In plants, transposable elements (TEs) are kept inactive by transcriptional gene silencing (TGS). TGS is established and perpetuated by RNA‐directed DNA methylation (RdDM) and maintenance methylation ...pathways, respectively. Here, we describe a novel RdDM function specific for shoot apical meristems that reinforces silencing of TEs during early vegetative growth. In meristems, RdDM counteracts drug‐induced interference with TGS maintenance and consequently prevents TE activation. Simultaneous disturbance of both TGS pathways leads to transcriptionally active states of repetitive sequences that are inherited by somatic tissues and partially by the progeny. This apical meristem‐specific mechanism is mediated by increased levels of TGS factors and provides a checkpoint for correct epigenetic inheritance during the transition from vegetative to reproductive phase and to the next generation.
Synopsis
Repetitive DNA sequences are prone to be activated in plant embryonic tissues. Reinforced silencing in the shoot apical meristem is shown here to prevent their expression in post‐embryonic tissues.

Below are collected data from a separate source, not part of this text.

use std::sync::Arc;

use chrono::Utc;
use tokio_util::sync::CancellationToken;

use crate::config::DispatcherConfig;
use crate::error::Result;
use crate::model::{labels, Phase, WorkerState};
use crate::queue::{ObjectKey, TaskQueue};
use crate::store::{retry_on_conflict, MemoryStore, Selector};

/// Reconciles worker pools: whenever a pool has an available worker, hands
/// it the next unscheduled member of the oldest bulk.
pub struct WorkerPoolsController {
    store: MemoryStore,
    namespace: String,
    queue: Arc<TaskQueue>,
}

impl WorkerPoolsController {
    pub fn new(store: MemoryStore, config: &DispatcherConfig) -> Arc<Self> {
        Arc::new(Self {
            store,
            namespace: config.namespace.clone(),
            queue: TaskQueue::new(config.queue.clone()),
        })
    }

    pub async fn run(self: Arc<Self>, cancel: CancellationToken) -> Result<()> {
        let pump = super::spawn_event_pump(
            self.store.pools.clone(),
            self.namespace.clone(),
            Arc::clone(&self.queue),
            cancel.clone(),
            |event| !matches!(event, crate::store::Event::Deleted(_)),
        );

        let controller = Arc::clone(&self);
        let result = Arc::clone(&self.queue)
            .run_worker(move |key| {
                let controller = Arc::clone(&controller);
                async move { controller.reconcile(key).await }
            }, cancel)
            .await;
        pump.abort();
        result
    }

    /// One assignment at most per pass; the pool update it ends with
    /// triggers the next pass.
    pub async fn reconcile(&self, key: ObjectKey) -> Result<()> {
        let pool = self.store.pools.get(&key.namespace, &key.name).await?;
        let Some(worker) = pool.first_available() else {
            return Ok(());
        };
        let worker_name = worker.name.clone();
        let worker_node = worker.node.clone();

        let bulks = self
            .store
            .bulks
            .list(&key.namespace, &Selector::everything())
            .await?;
        let Some(bulk) = bulks
            .into_iter()
            .filter(|b| b.worker_pool == key.name)
            .min_by_key(|b| b.created_time())
        else {
            return Ok(());
        };

        let Some((member_key, member)) = bulk
            .calculations
            .iter()
            .find(|(_, member)| member.phase.is_none())
        else {
            return Ok(());
        };

        let mut calc = super::bulk_member_calculation(&bulk, member_key, member);
        calc.assign = Some(worker_name.clone());
        calc.meta
            .labels
            .insert(labels::ASSIGN.to_string(), worker_name.clone());

        let created = self.store.calculations.create(calc).await?;
        tracing::info!(
            calculation = %created.meta.name,
            bulk = %bulk.meta.name,
            member = %member_key,
            worker = %worker_name,
            "Assigned bulk member to worker"
        );

        let member_key = member_key.clone();
        retry_on_conflict(&self.store.bulks, &key.namespace, &bulk.meta.name, |b| {
            b.set_member_phase(&member_key, Some(Phase::Processing));
            Ok(())
        })
        .await?;

        retry_on_conflict(&self.store.pools, &key.namespace, &key.name, |p| {
            p.set_worker_state(&worker_node, WorkerState::Reserved, Utc::now());
            Ok(())
        })
        .await?;
        Ok(())
    }
}
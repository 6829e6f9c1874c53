use std::path::PathBuf;
use std::time::Duration;

/// Policy applied by the scheduler when a calculation arrives and no worker
/// in the target pool is available.
#[derive(Debug, Clone, Copy, PartialEq, Eq)]
pub enum NoCapacityPolicy {
    /// Log a warning and discard the calculation. The bulk member stays
    /// unscheduled and is picked up again on the next pool reconcile.
    Drop,
    /// Re-offer the calculation to the scheduling channel after a delay.
    Requeue { delay_ms: u64 },
}

impl Default for NoCapacityPolicy {
    fn default() -> Self {
        NoCapacityPolicy::Drop
    }
}

/// Backoff parameters for a task queue's per-key rate limiter.
#[derive(Debug, Clone)]
pub struct QueueConfig {
    /// First retry delay; doubles on each consecutive failure of a key.
    pub base_delay_ms: u64,
    /// Upper bound on the per-key delay.
    pub max_delay_ms: u64,
}

impl Default for QueueConfig {
    fn default() -> Self {
        Self {
            base_delay_ms: 5,
            max_delay_ms: 1000,
        }
    }
}

impl QueueConfig {
    pub fn base_delay(&self) -> Duration {
        Duration::from_millis(self.base_delay_ms)
    }

    pub fn max_delay(&self) -> Duration {
        Duration::from_millis(self.max_delay_ms)
    }
}

/// Configuration for the scheduler loop that consumes the bounded
/// calculation channel.
#[derive(Debug, Clone)]
pub struct SchedulerConfig {
    /// Capacity of the calculation hand-off channel. Producers block when
    /// the scheduler falls behind.
    pub channel_capacity: usize,
    pub no_capacity_policy: NoCapacityPolicy,
}

impl Default for SchedulerConfig {
    fn default() -> Self {
        Self {
            channel_capacity: 64,
            no_capacity_policy: NoCapacityPolicy::Drop,
        }
    }
}

#[derive(Debug, Clone)]
pub struct DispatcherConfig {
    /// Namespace whose objects this dispatcher manages. Events from other
    /// namespaces are filtered out at watch time.
    pub namespace: String,
    /// Root of the shared filesystem where factory output files land.
    pub shared_root: PathBuf,
    pub scheduler: SchedulerConfig,
    pub queue: QueueConfig,
}

impl Default for DispatcherConfig {
    fn default() -> Self {
        Self {
            namespace: "calc-dispatch".to_string(),
            shared_root: PathBuf::from("/var/lib/calc-dispatch"),
            scheduler: SchedulerConfig::default(),
            queue: QueueConfig::default(),
        }
    }
}

impl DispatcherConfig {
    pub fn new(namespace: impl Into<String>) -> Self {
        Self {
            namespace: namespace.into(),
            ..Default::default()
        }
    }
}

#[derive(Debug, Clone)]
pub struct WorkerConfig {
    pub namespace: String,
    /// Name of the WorkerPool this agent registers into.
    pub worker_pool: String,
    /// Stable node identity; the key of this agent's pool entry.
    pub nodename: String,
    /// Display name reported in the pool entry; calculations are assigned
    /// against this name.
    pub hostname: String,
    pub heartbeat_interval_ms: u64,
    pub queue: QueueConfig,
}

impl Default for WorkerConfig {
    fn default() -> Self {
        Self {
            namespace: "calc-dispatch".to_string(),
            worker_pool: "default".to_string(),
            nodename: "node-1".to_string(),
            hostname: "worker-1".to_string(),
            heartbeat_interval_ms: 10_000,
            queue: QueueConfig::default(),
        }
    }
}

impl WorkerConfig {
    pub fn new(worker_pool: impl Into<String>, nodename: impl Into<String>) -> Self {
        Self {
            worker_pool: worker_pool.into(),
            nodename: nodename.into(),
            ..Default::default()
        }
    }

    pub fn heartbeat_interval(&self) -> Duration {
        Duration::from_millis(self.heartbeat_interval_ms)
    }
}

#[cfg(test)]
mod tests {
    use super::*;

    #[test]
    fn queue_config_default() {
        let cfg = QueueConfig::default();
        assert_eq!(cfg.base_delay(), Duration::from_millis(5));
        assert_eq!(cfg.max_delay(), Duration::from_millis(1000));
    }

    #[test]
    fn scheduler_config_default() {
        let cfg = SchedulerConfig::default();
        assert_eq!(cfg.channel_capacity, 64);
        assert_eq!(cfg.no_capacity_policy, NoCapacityPolicy::Drop);
    }

    #[test]
    fn dispatcher_config_new_overrides_namespace() {
        let cfg = DispatcherConfig::new("vega");
        assert_eq!(cfg.namespace, "vega");
        assert_eq!(cfg.shared_root, PathBuf::from("/var/lib/calc-dispatch"));
    }

    #[test]
    fn worker_config_new() {
        let cfg = WorkerConfig::new("pool-a", "node-7");
        assert_eq!(cfg.worker_pool, "pool-a");
        assert_eq!(cfg.nodename, "node-7");
        assert_eq!(cfg.heartbeat_interval(), Duration::from_millis(10_000));
    }
}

The DNA methylation inhibitor zebularine induces transcriptional activation of repetitive sequences in embryonic, but not post‐embryonic, plant tissues.
RNA‐dependent DNA methylation (RdDM) is required for re‐silencing of these sequences in the shoot apical meristem (SAM).
Abundance of de novo and maintenance methylation factors in the SAM secure correct transmission of epigenetic states during vegetative growth.
Repetitive DNA sequences are prone to be activated in plant embryonic tissues. Reinforced silencing in the shoot apical meristem is shown here to prevent their expression in post‐embryonic tissues.